- **WHAT IS NEEDED**
The required answer is every line of the data containing the word "IntoResponse".

(Saved entries)
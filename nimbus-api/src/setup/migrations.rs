use sqlx::Pool;
use sqlx::Postgres;

/// Applies the embedded migrations. The migrator takes its own advisory
/// lock, so concurrent replicas starting together are safe.
pub async fn run_migrations(pool: &Pool<Postgres>) -> Result<(), sqlx::migrate::MigrateError> {
    let migrator = sqlx::migrate!("../sqlx-migrations");
    migrator.run(pool).await?;
    tracing::info!(migrations = migrator.iter().count(), "database migrations applied");
    Ok(())
}
//! Maps core error kinds onto HTTP responses.

use axum::http::{header, HeaderValue, StatusCode};
use axum::response::{IntoResponse, Response};
use axum::Json;
use nimbus_common::CoreError;
use serde_json::json;

pub type ApiResult<T> = Result<T, ApiError>;

#[derive(Debug)]
pub struct ApiError(pub CoreError);

impl From<CoreError> for ApiError {
    fn from(e: CoreError) -> Self {
        ApiError(e)
    }
}

impl ApiError {
    pub fn status(&self) -> StatusCode {
        match &self.0 {
            CoreError::Validation { .. } => StatusCode::BAD_REQUEST,
            CoreError::NotFound(_) => StatusCode::NOT_FOUND,
            CoreError::Conflict(_) => StatusCode::CONFLICT,
            CoreError::BackendUnavailable(_) | CoreError::CircuitOpen { .. } => StatusCode::SERVICE_UNAVAILABLE,
            CoreError::BackendRejected(_) => StatusCode::BAD_GATEWAY,
            CoreError::RateLimited => StatusCode::TOO_MANY_REQUESTS,
            CoreError::Internal(_) => StatusCode::INTERNAL_SERVER_ERROR,
        }
    }
}

impl IntoResponse for ApiError {
    fn into_response(self) -> Response {
        let status = self.status();
        let kind = self.0.kind();
        match self.0 {
            CoreError::Validation { field, message } => {
                (status, Json(json!({ "error": kind, "field": field, "message": message }))).into_response()
            }
            CoreError::RateLimited => status.into_response(),
            CoreError::CircuitOpen { retry_after } => {
                let secs = retry_after.as_secs().max(1);
                let mut res = (status, Json(json!({ "error": kind, "message": "backend circuit open" }))).into_response();
                if let Ok(v) = HeaderValue::from_str(&secs.to_string()) {
                    res.headers_mut().insert(header::RETRY_AFTER, v);
                }
                res
            }
            CoreError::Internal(message) => {
                tracing::error!(error = %message, "internal error");
                (status, Json(json!({ "error": kind, "message": "internal server error" }))).into_response()
            }
            other => (status, Json(json!({ "error": kind, "message": other.to_string() }))).into_response(),
        }
    }
}

#[cfg(test)]
mod tests {
    use super::*;
    use std::time::Duration;

    #[test]
    fn statuses() {
        let cases = [
            (CoreError::validation("name", "bad"), 400),
            (CoreError::not_found("vpc x"), 404),
            (CoreError::Conflict("dup".into()), 409),
            (CoreError::BackendUnavailable("down".into()), 503),
            (CoreError::BackendRejected("no".into()), 502),
            (CoreError::CircuitOpen { retry_after: Duration::from_secs(3) }, 503),
            (CoreError::RateLimited, 429),
            (CoreError::Internal("db exploded".into()), 500),
        ];
        for (err, code) in cases {
            assert_eq!(ApiError(err).into_response().status().as_u16(), code);
        }
    }

    #[test]
    fn circuit_open_carries_retry_after() {
        let res = ApiError(CoreError::CircuitOpen {
            retry_after: Duration::from_millis(1500),
        })
        .into_response();
        assert_eq!(res.headers().get(header::RETRY_AFTER).unwrap(), "1");
    }
}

- **WRITTEN SOLUTION**
use axum::response::{IntoResponse, Response};
impl IntoResponse for ApiError {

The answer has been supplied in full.